En 1890, un économiste anglais, Alfred Marshall, publiait ses Principes d'économie politique, ouvrage fondateur du courant « néoclassique ». Pour lui, « chaque progrès [synonyme ici de croissance économique] est dû à de nouvelles activités qui suscitent de nouveaux besoins, bien loin d'être dû à de nouveaux besoins provoquant des activités nouvelles ». Marshall voyait donc dans la production le moteur de l'activité économique, suscitant l'envie ou le désir du consommateur qui, ensuite, passait à l'acte (l'achat) dans la mesure où il le pouvait.

Trois quarts de siècle plus tard (1961), John K. Galbraith, un économiste américain, publiait L'ère de l'opulence, un livre qui le rendra célèbre.
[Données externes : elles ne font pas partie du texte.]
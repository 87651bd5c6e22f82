//! iec21 - Rust implementation of IEC 62056-21 meter readout
//!
//! IEC 62056-21 (formerly IEC 61107) is the optical/serial readout protocol
//! found on most electricity, gas, water and heat meters.
//!
//! # Architecture
//!
//! This library is organized as a workspace with multiple crates:
//!
//! - `iec21-core`: Error handling, protocol modes and the baud rate table
//! - `iec21-transport`: Byte stream contract, serial line and in-memory line
//! - `iec21-session`: Messages (request, identification, acknowledge, data) and BCC
//! - `iec21-client`: Communication port, mode D listener and configuration
//!
//! # Usage
//!
//! ```no_run
//! use iec21::{Iec21Config, Iec21Port, ListenEvent};
//!
//! # async fn example() -> iec21::Iec21Result<()> {
//! // Mode A, B or C readout
//! let mut port = Iec21Port::open(Iec21Config::new("/dev/ttyUSB0")).await?;
//! let message = port.read().await?;
//! println!("{}", message);
//! port.close().await?;
//!
//! // Mode D listening
//! let mut port = Iec21Port::open(Iec21Config::new("/dev/ttyUSB1")).await?;
//! let mut events = port.listen().await?;
//! while let Some(event) = events.recv().await {
//!     match event {
//!         ListenEvent::Message(message) => println!("{}", message),
//!         ListenEvent::Error(e) => eprintln!("{}", e),
//!     }
//! }
//! # Ok(())
//! # }
//! ```

// Re-export core types
pub use iec21_core::{
    baud_rate_code, decode_baud_rate_identification, Iec21Error, Iec21Result, ProtocolMode,
};

// Re-export the client API
pub use iec21_client::{Iec21Config, Iec21Port, ListenEvent, SessionState};

// Re-export messages
pub use iec21_session::{DataMessage, DataSet, IdentificationMessage};

pub mod client {
    pub use iec21_client::*;
}

pub mod session {
    pub use iec21_session::*;
}

pub mod transport {
    pub use iec21_transport::*;
}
Tout comme Marshall, mais en termes bien plus vigoureux, il soutenait que « les besoins sont en réalité le fruit de la production ». Imagine-t-on, écrivait-il, « qu'un homme se levant chaque matin soit assailli par des démons qui lui insufflent une folle envie tantôt de chemises de soie, tantôt d'ustensiles de cuisine (…), tantôt de jus d'orange ? » Les producteurs, s'appuyant sur la publicité, mais aussi sur l'attrait de la nouveauté, suscitent un désir, qui se transforme vite en besoin, puis en achat lorsque les amis ou connaissances ont acquis le nouveau bien.

« [Imagine-t-on] qu'un homme se levant chaque matin soit assailli par des démons qui lui insufflent une folle envie tantôt de chemises de soie, tantôt d'ustensiles de cuisine (…), tantôt de jus d'orange ? »

Quelques années plus tard (Le nouvel Etat industriel, 1968), il s'oppose vivement à l'approche néoclassique du « consommateur-roi » : l'expression était de Paul A. Samuelson, alors le plus respecté des économistes états-uniens, pour illustrer la thèse que, dans l'économie, le consommateur commande et le producteur obéit. Pour Galbraith au contraire, les grandes entreprises, grâce à leur pouvoir d'influence, s'organisent « pour diriger le comportement de marché et modeler les attitudes sociales de ceux qu'apparemment elle sert ». Le consommateur suit le plus souvent, en achetant au prix qu'elles fixent ce qu'elles ont lancé sur le marché. Rares sont les loupés, du fait de leur capacité de persuasion. Bref, la production décide, la consommation suit plus ou moins docilement.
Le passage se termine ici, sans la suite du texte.